Part of: GS-II: Government policies and interventions for development in various sectors and issues arising out of their design and implementation.

Context: The state government will now make it mandatory for religious sites to seek permission for using loudspeakers.

Loudspeakers and existing Rules

According to the Central Pollution Control Board, loudspeakers cannot be used in public places anywhere in the country unless permission has been taken from the local administration. However, permission regarding the same is taken in only 9 percent of the cases in India, and other times people use loudspeakers in public places without permission.

  • Under CPCB there should not be more than 75 Decibels during daytime and 70 Decibel during the night in an industrial area.
  • In residential areas, there should be 55 Decibels during the day and 45 Decibels during the night.
  • Whereas if an area is kept in the Silence Zone, then there cannot be more than 50 Decibels of noise during the day.
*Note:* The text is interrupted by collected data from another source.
//! The paginated response envelope.
//!
//! Every collection and lookup endpoint wraps its documents in the same
//! envelope. Pagination metadata is optional on the wire: missing or `null`
//! fields read as `0`, and a missing `docs` array reads as empty. Property
//! names are matched case-insensitively.

use serde::{Deserialize, Deserializer, Serialize};
use serde_json::Value;

use crate::model::Model;

const ENVELOPE_KEYS: &[&str] = &["docs", "total", "limit", "offset", "page", "pages"];

/// One page of documents plus pagination metadata.
///
/// Counters are signed; negative values from the server are kept as-is.
#[derive(Debug, Clone, PartialEq, Serialize, Deserialize)]
#[serde(bound(deserialize = "T: Deserialize<'de>"))]
pub struct ApiResponse<T> {
    #[serde(default, deserialize_with = "null_as_default")]
    pub docs: Vec<T>,
    #[serde(default, deserialize_with = "null_as_default")]
    pub total: i64,
    #[serde(default, deserialize_with = "null_as_default")]
    pub limit: i64,
    #[serde(default, deserialize_with = "null_as_default")]
    pub offset: i64,
    #[serde(default, deserialize_with = "null_as_default")]
    pub page: i64,
    #[serde(default, deserialize_with = "null_as_default")]
    pub pages: i64,
}

impl<T> Default for ApiResponse<T> {
    fn default() -> Self {
        Self {
            docs: Vec::new(),
            total: 0,
            limit: 0,
            offset: 0,
            page: 0,
            pages: 0,
        }
    }
}

impl<T> ApiResponse<T> {
    /// Consumes the envelope, keeping only the documents.
    pub fn into_docs(self) -> Vec<T> {
        self.docs
    }

    /// Consumes the envelope, keeping only the first document.
    pub fn into_first(self) -> Option<T> {
        self.docs.into_iter().next()
    }
}

impl<T: Model> ApiResponse<T> {
    /// Parses a response body.
    ///
    /// Envelope keys and the keys of each document are matched to their
    /// declared names ignoring ASCII case before deserializing.
    ///
    /// ## Errors
    ///
    /// Returns an error if the body is not JSON, or is JSON of the wrong
    /// shape (for example `docs` is not an array). A body that fails to
    /// parse never reads as an empty page.
    pub fn from_json(body: &[u8]) -> Result<Self, serde_json::Error> {
        let mut value: Value = serde_json::from_slice(body)?;
        canonicalize_keys(&mut value, ENVELOPE_KEYS);

        if let Some(Value::Array(docs)) = value.get_mut("docs") {
            let fields = T::wire_names();
            for doc in docs {
                canonicalize_keys(doc, &fields);
            }
        }

        serde_json::from_value(value)
    }
}

/// Renames object keys that match a known name case-insensitively.
///
/// An exact match always wins; a case-variant is dropped into place only
/// when the canonical key is absent.
fn canonicalize_keys(value: &mut Value, known: &[&str]) {
    let Value::Object(map) = value else {
        return;
    };

    let renames: Vec<(String, &str)> = map
        .keys()
        .filter(|key| !known.contains(&key.as_str()))
        .filter_map(|key| {
            known
                .iter()
                .find(|k| k.eq_ignore_ascii_case(key))
                .map(|k| (key.clone(), *k))
        })
        .collect();

    for (from, to) in renames {
        if map.contains_key(to) {
            continue;
        }
        if let Some(v) = map.remove(&from) {
            map.insert(to.to_string(), v);
        }
    }
}

fn null_as_default<'de, D, V>(deserializer: D) -> Result<V, D::Error>
where
    D: Deserializer<'de>,
    V: Deserialize<'de> + Default,
{
    Ok(Option::<V>::deserialize(deserializer)?.unwrap_or_default())
}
In August 2016, the Bombay High Court ruled that the use of loudspeaker was not a fundamental right

  • The Bombay High Court observed that no religion or sect could claim that the right to use a loudspeaker or a public address system was a fundamental right conferred by Article 25 of the Constitution of India. 
  • It further ordered that if a place of religion fell in a Silence Zone, the rules of not allowing use of loudspeakers and other forms of sound producing systems in such a zone should be adhered to by such religious places.

Does it come under ‘essential religious practices’?

Article 25 of the Constitution guarantees the “freedom of conscience and the right freely to profess, practise and propagate religion”. However, this right isn’t absolute and is subject to public order, morality, health, and other fundamental rights.

  • While Article 25 itself does not read any other condition into the protection of this right, courts, over the years, have ruled that the right would protect only “essential religious practices” and not all religious practices. So, this test decides which religious practices are protected under the Constitution.
  • Courts have adopted varied approaches to the test over the years. In some cases, they relied on religious texts to determine essentiality, in others on the empirical behaviour of followers, and in a few, on whether the practice in question existed at the time the religion originated.
  • Court judgments on this test usually trace its origins to the debates of the Constituent Assembly, and attribute it to a speech given by Dr B.R. Ambedkar.
    • On 2 December 1948, Dr Ambedkar acknowledged that religious conceptions in India “cover every aspect of life, from birth to death”. However, he added, “There is nothing extraordinary in saying that we ought to strive hereafter to limit the definition of religion in such a manner that we shall not extend it beyond beliefs and such rituals as may be connected with ceremonials which are essentially religious.” 
    • He then asserted that “it is not necessary that the sort of laws, for instance, laws relating to tenancy or laws relating to succession, should be governed by religion.” Ambedkar’s use of the term “essentially religious” was cited by courts to introduce the essential religious practice test.

Current Status on the test: A nine-judge bench is set to re-evaluate the “essential religious practice test”, among other issues related to Constitutional morality, and the interplay between freedom of religion under the Constitution and other fundamental rights.